さあ、あるきはじめよう…ということで大神神社。
ご存知、倭建命の思国歌。曲をつけたのはかの黛敏郎。黛氏は御存知の通りの思想傾向をお餅の方だが、学生時代軍関係へ進もうとした友人にそんなつまらんとこへは行くなと諌めた事があったらしいこと、以前の萬葉学会の一日旅行で坂本先生がお話くださっていたことを思い出した。
この場所には他にも、
なんて歌碑もある。
この神酒は 我が神酒ならず 大和なす 大物主の 醸みし神酒 幾久 幾久
日本書紀 崇神天皇八年十二月
この歌には以下のような続きがあり、古代の酒宴の有り様を示す興味深いやり取りであることが坂本先生からご説明があった。
如此歌して神宮に宴す。即ち宴竟りて諸太夫等歌して曰く、
味酒 三輪の殿の 朝戸にも 出でて行かな 三輪の殿戸を
といふ。ここに天皇歌して曰く、
味酒 三輪の殿の 朝戸にも 押し開かね三 輪の殿戸を
とのたまふ。即ち神宮の戸を開きて幸行す朝戸にも 出でて行かな
諸太夫等、天皇の両歌にある「朝戸」は朝に出て行く戸のこと。だから、「朝戸にも 出でて行かな」とは、一晩中飲み続け、朝になったら戸を押し開いて出ていきましょう。」ほどの意味に取れる。とすれば天皇の歌の「押し開かね」はそれに許可を与えるものだから、要するに「一晩中飲み明かすぞ〜」と大騒ぎする諸太夫等に、天皇が「よっしゃ〜朝まで行くぞ〜」と応じたやり取りが、この一連の歌である。呑助たちの思いは崇神天皇のその昔からは変わってはいない。
そのほか、この場所で三輪山を歌ったいくつかの歌についての説明があった。
額田王の
へそかたの林の前のさ野榛の衣に付くなす目に付く吾が背
萬葉集巻一/19
この歌は、
額田王下近江國時作歌井戸王即和歌
三輪の山 あをによし 奈良の山の 山の際に い隠るまで 道の隈 い積もるまでに つばらにも 見つつ行かむを しばしばも 見放けむ山を 心なく 雲の 隠さふべしや
三輪山をしかも隠すか雲だにも心あらなも隠さふべしや
萬葉集巻一/17・18
の次に配置されており、「額田王下近江國時作歌井戸王即和歌」との題詞によれば、額田王の上の2首に対する井戸王の「和へる歌」ということになるが、どうにも和歌にふさわしくないこの歌が、なぜ額田王の2首に対する和歌になるのか…というところが、古来議論を読んでいた。これについてはどなたのお考えか忘れてしまったが、坂本先生から次のような説明があった。

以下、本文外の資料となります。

/// Runs one stage in its own task, under `timeout`. Panics become `StageError::Panicked`.
/// Dropping the returned future (cancellation) aborts the stage task.
async fn run_isolated<S: GraphState>(
    node: Arc<dyn Node<S>>,
    state: S,
    ctx: RunContext<S>,
    timeout: Option<Duration>,
) -> Result<(S::Update, Next), StageError> {
    let mut handle =
        AbortOnDropHandle::new(tokio::spawn(async move { node.run_with_context(state, &ctx).await }));
    let joined = match timeout {
        Some(limit) => match tokio::time::timeout(limit, &mut handle).await {
            Ok(joined) => joined,
            Err(_) => {
                handle.abort();
                return Err(StageError::Timeout(limit));
            }
        },
        None => handle.await,
    };
    joined.map_err(|e| {
        if e.is_panic() {
            let payload = e.into_panic();
            let message = payload
                .downcast_ref::<&str>()
                .map(|s| s.to_string())
                .or_else(|| payload.downcast_ref::<String>().cloned())
                .unwrap_or_else(|| "unknown panic".to_string());
            StageError::Panicked(message)
        } else {
            StageError::ExecutionFailed("stage task cancelled".into())
        }
    })?
}
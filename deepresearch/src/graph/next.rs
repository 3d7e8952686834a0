//! Routing results: what a node asks for (`Next`) and what a router decides (`Route`).

/// Next step requested by a node after it runs.
///
/// - **Continue**: follow the node's unconditional edge.
/// - **Node(id)**: jump to the given node.
/// - **End**: stop.
///
/// Ignored when the node has conditional edges; the router decides instead.
#[derive(Debug, Clone, Eq, PartialEq)]
pub enum Next {
    Continue,
    Node(String),
    End,
}

/// One invocation of a fan-out: the target node and its narrowed state.
#[derive(Debug, Clone)]
pub struct Dispatch<S> {
    pub node: String,
    pub state: S,
}

impl<S> Dispatch<S> {
    pub fn new(node: impl Into<String>, state: S) -> Self {
        Self {
            node: node.into(),
            state,
        }
    }
}

/// Decision returned by a conditional router.
///
/// `To(key)` goes to one node (the key may be mapped through the edge's path map),
/// `Send(dispatches)` fans out one invocation per dispatch and joins before merging,
/// `End` terminates the run.
#[derive(Debug, Clone)]
pub enum Route<S> {
    To(String),
    Send(Vec<Dispatch<S>>),
    End,
}

impl<S> Route<S> {
    pub fn to(node: impl Into<String>) -> Self {
        Route::To(node.into())
    }

    pub fn is_end(&self) -> bool {
        matches!(self, Route::End)
    }
}
//! Finished conversations in the long-term store, namespaced per user.

use async_trait::async_trait;
use serde::{Deserialize, Serialize};

use crate::memory::{Namespace, Store, StoreError};

use super::model::{Finding, ResearchBrief};

/// A finished research conversation.
#[derive(Debug, Clone, PartialEq, Serialize, Deserialize)]
pub struct ConversationRecord {
    pub conversation_id: String,
    pub user_query: String,
    #[serde(default)]
    pub research_brief: Option<ResearchBrief>,
    /// Aggregated findings.
    #[serde(default)]
    pub findings: Vec<Finding>,
    #[serde(default)]
    pub report_content: String,
    /// RFC 3339.
    pub created_at: String,
}

/// Listing entry of `ConversationStore::list`.
#[derive(Debug, Clone, PartialEq, Serialize, Deserialize)]
pub struct ConversationSummary {
    pub conversation_id: String,
    pub user_query: String,
    pub created_at: String,
}

impl From<&ConversationRecord> for ConversationSummary {
    fn from(record: &ConversationRecord) -> Self {
        Self {
            conversation_id: record.conversation_id.clone(),
            user_query: record.user_query.clone(),
            created_at: record.created_at.clone(),
        }
    }
}

fn namespace(user_id: &str) -> Namespace {
    vec![user_id.to_string(), "conversations".to_string()]
}

/// Per-user conversation records. Implemented for every `Store`.
#[async_trait]
pub trait ConversationStore: Send + Sync {
    async fn put_conversation(
        &self,
        user_id: &str,
        record: &ConversationRecord,
    ) -> Result<(), StoreError>;

    async fn get_conversation(
        &self,
        user_id: &str,
        conversation_id: &str,
    ) -> Result<Option<ConversationRecord>, StoreError>;

    /// Newest first, at most `limit`.
    async fn list_conversations(
        &self,
        user_id: &str,
        limit: usize,
    ) -> Result<Vec<ConversationSummary>, StoreError>;
}

#[async_trait]
impl<T> ConversationStore for T
where
    T: Store + ?Sized,
{
    async fn put_conversation(
        &self,
        user_id: &str,
        record: &ConversationRecord,
    ) -> Result<(), StoreError> {
        let value = serde_json::to_value(record)?;
        self.put(&namespace(user_id), &record.conversation_id, &value)
            .await
    }

    async fn get_conversation(
        &self,
        user_id: &str,
        conversation_id: &str,
    ) -> Result<Option<ConversationRecord>, StoreError> {
        match self.get(&namespace(user_id), conversation_id).await? {
            Some(item) => Ok(Some(serde_json::from_value(item.value)?)),
            None => Ok(None),
        }
    }

    async fn list_conversations(
        &self,
        user_id: &str,
        limit: usize,
    ) -> Result<Vec<ConversationSummary>, StoreError> {
        let items = self.list(&namespace(user_id), limit).await?;
        let mut summaries = Vec::with_capacity(items.len());
        for item in items {
            match serde_json::from_value::<ConversationRecord>(item.value) {
                Ok(record) => summaries.push(ConversationSummary::from(&record)),
                Err(e) => tracing::warn!(key = %item.key, error = %e, "skipping unreadable conversation"),
            }
        }
        Ok(summaries)
    }
}

#[cfg(test)]
mod tests {
    use std::sync::Arc;

    use super::*;
    use crate::memory::InMemoryStore;

    fn record(id: &str) -> ConversationRecord {
        ConversationRecord {
            conversation_id: id.into(),
            user_query: format!("query {}", id),
            research_brief: None,
            findings: Vec::new(),
            report_content: "# r".into(),
            created_at: "2026-01-01T00:00:00Z".into(),
        }
    }

    /// **Scenario**: Records are scoped by user and listed newest first.
    #[tokio::test]
    async fn put_get_list_per_user() {
        let store: Arc<dyn Store> = Arc::new(InMemoryStore::new());
        store.put_conversation("alice", &record("c1")).await.unwrap();
        store.put_conversation("alice", &record("c2")).await.unwrap();
        store.put_conversation("bob", &record("c3")).await.unwrap();

        let got = store.get_conversation("alice", "c1").await.unwrap();
        assert_eq!(got, Some(record("c1")));
        assert_eq!(store.get_conversation("bob", "c1").await.unwrap(), None);

        let listed = store.list_conversations("alice", 10).await.unwrap();
        let ids: Vec<&str> = listed.iter().map(|s| s.conversation_id.as_str()).collect();
        assert_eq!(ids, vec!["c2", "c1"]);
        assert_eq!(store.list_conversations("alice", 1).await.unwrap().len(), 1);
    }
}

この歌は神話の文脈の中で読むべき作品で、「へそかた」とはおだまきのその形を示す、「さ野榛原」の「はり」は「針」を連想させ、その下の「衣」に相まって三輪山の名前にまつわる伝承を想起させ、十分に三輪山を詠んだ歌ということになり、額田王の2首に答えている…
本当はもっと詳しく適切なお話があったような気がするのだが、私の拙い記憶は以上の通りである。